Saturday, October 15, 2022

 


The Modern Philosopher's Dilemma


There are, let us say, ten incompatible paths.  The choice of any one of them, as in quantum theory, forecloses all of the others.

A path implies a goal of course.  We choose our path based largely on how congenial we find its teleology to be, socially, culturally, ethically.  The path may be:

  • Hindu
  • Buddhist
  • Taoist
  • Mosaic
  • Mohammedan
  • Pantheist
  • Christian
  • Secular Humanist
  • Purely Materialistic
  • Indigenous in its Origin
The late "tears in the veil," studied carefully, imply that each of these teleologies is wrong because anthropomorphic.  

We insist that Renaissance paintings of God reigning over His heavens are purely "metaphorical."  We think that the Sumerians must have been idiots because they thought that the Sun God could get angry.  

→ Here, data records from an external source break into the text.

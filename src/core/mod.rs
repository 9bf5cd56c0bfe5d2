//! 核心层：错误类型、生成登记表（取消与过期清理）

pub mod error;
pub mod registry;

pub use error::{HandlerError, PipelineError};
pub use registry::{GenerationId, GenerationRegistry, GenerationSnapshot, GenerationStatus};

But even the modern materialist takes as his or her model a view of the universe that puts us at the center, psychically if not geographically.  (The "fact" that a wave resolves to a particle only on human observation continues to upset the apple cart of materialism.  No one believes that the wave will resolve to a point if Alexa follows our command to look at it.)  The materialist takes comfort, as much as the Holy Roller on his deathbed, in the susceptibility of all things to our ultimate understanding.  Her Heavenly Reward will be an obituary in the New York Times that confirms to the world that she helped to illuminate our path -- the only true path -- towards a richer understanding of the heavens.

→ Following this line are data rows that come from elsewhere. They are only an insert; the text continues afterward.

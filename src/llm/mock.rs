//! Mock LLM 客户端（用于测试与离线运行，无需 API）
//!
//! 按顺序弹出预设回复；队列耗尽后返回默认回复（默认是失败，触发各阶段本地兜底）。
//! 记录每次调用的 prompt 与参数，便于断言调用次数与 token 预算。

use std::collections::VecDeque;
use std::sync::Mutex;

use async_trait::async_trait;

use crate::llm::{CompletionOptions, LlmClient, LlmError, Message};

/// 单条预设回复
#[derive(Debug, Clone)]
pub enum MockReply {
    Text(String),
    Fail(String),
    /// 永不返回（用于超时 / 取消测试）
    Hang,
}

/// 一次被记录的调用
#[derive(Debug, Clone)]
pub struct RecordedCall {
    /// 最后一条消息内容
    pub prompt: String,
    pub options: CompletionOptions,
}

/// Mock 客户端：脚本化回复 + 调用记录
#[derive(Debug)]
pub struct MockLlmClient {
    replies: Mutex<VecDeque<MockReply>>,
    fallback: MockReply,
    calls: Mutex<Vec<RecordedCall>>,
}

impl Default for MockLlmClient {
    fn default() -> Self {
        Self::new()
    }
}

impl MockLlmClient {
    /// 无脚本：每次调用都失败（模拟推理服务宕机）
    pub fn new() -> Self {
        Self {
            replies: Mutex::new(VecDeque::new()),
            fallback: MockReply::Fail("mock: inference service unavailable".to_string()),
            calls: Mutex::new(Vec::new()),
        }
    }

    /// 按顺序返回给定文本
    pub fn scripted<I, S>(texts: I) -> Self
    where
        I: IntoIterator<Item = S>,
        S: Into<String>,
    {
        let mock = Self::new();
        for t in texts {
            mock.push(MockReply::Text(t.into()));
        }
        mock
    }

    pub fn push(&self, reply: MockReply) {
        if let Ok(mut q) = self.replies.lock() {
            q.push_back(reply);
        }
    }

    /// 设置队列耗尽后的默认回复
    pub fn with_fallback(mut self, reply: MockReply) -> Self {
        self.fallback = reply;
        self
    }

    pub fn calls(&self) -> Vec<RecordedCall> {
        self.calls.lock().map(|c| c.clone()).unwrap_or_default()
    }

    pub fn call_count(&self) -> usize {
        self.calls.lock().map(|c| c.len()).unwrap_or(0)
    }
}

#[async_trait]
impl LlmClient for MockLlmClient {
    async fn complete(
        &self,
        messages: &[Message],
        options: &CompletionOptions,
    ) -> Result<String, LlmError> {
        if let Ok(mut calls) = self.calls.lock() {
            calls.push(RecordedCall {
                prompt: messages.last().map(|m| m.content.clone()).unwrap_or_default(),
                options: options.clone(),
            });
        }

        let reply = self
            .replies
            .lock()
            .ok()
            .and_then(|mut q| q.pop_front())
            .unwrap_or_else(|| self.fallback.clone());

        match reply {
            MockReply::Text(t) => Ok(t),
            MockReply::Fail(e) => Err(LlmError::Request(e)),
            MockReply::Hang => std::future::pending().await,
        }
    }
}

But the tearing of the veil, in multiple places and with increasing urgency, rends all of this asunder.  For us to "figure things out" will be as impossible as for a dog to discover and embrace Jesus as his Savior.  And there is nothing in what we have learned so far that implies any particular benevolence towards us, that we are a Chosen People, that God sees us as his children.

This is a hard lesson at the tail end of life, when one wants to get one's house in order for Judgment Day, however it may be envisioned.  We might as well ask "What will be the fate of this particular well-intentioned bacterium on Judgment Day?"